(What is being asked)
The full set of entries must be copied exactly.
◆ ◆ ◆ ◆ ◆
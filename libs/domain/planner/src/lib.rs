// [libs/domain/planner/src/lib.rs]
/*!
 * =================================================================
 * APARATO: BATCH PLANNER CORE (V4.0 - GOLD MASTER)
 * CLASIFICACIÓN: DOMAIN LOGIC (ESTRATO L2)
 * RESPONSABILIDAD: PLAN DETERMINISTA DE TRABAJOS DEL LOTE
 *
 * # Invariante de determinismo:
 * Para una entrada fija, la lista de trabajos es una función pura:
 * sin aleatoriedad y sin dependencia del orden de iteración de mapas.
 * =================================================================
 */

pub mod binding;
pub mod errors;
pub mod expansion;

pub use binding::parse_data_binding;
pub use errors::PlannerFault;
pub use expansion::expand_job_plan;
◆ ◆ ◆ ◆ ◆
(Answer for the task)
filename libs/domain/planner/src/lib.rs
// [libs/domain/planner/src/lib.rs]
/*!
 * =================================================================
 * APARATO: BATCH PLANNER CORE (V4.0 - GOLD MASTER)
 * CLASIFICACIÓN: DOMAIN LOGIC (ESTRATO L2)
 * RESPONSABILIDAD: PLAN DETERMINISTA DE TRABAJOS DEL LOTE
 *
 * # Invariante de determinismo:
 * Para una entrada fija, la lista de trabajos es una función pura:
 * sin aleatoriedad y sin dependencia del orden de iteración de mapas.
 * =================================================================
 */

pub mod binding;
pub mod errors;
pub mod expansion;

pub use binding::parse_data_binding;
pub use errors::PlannerFault;
pub use expansion::expand_job_plan;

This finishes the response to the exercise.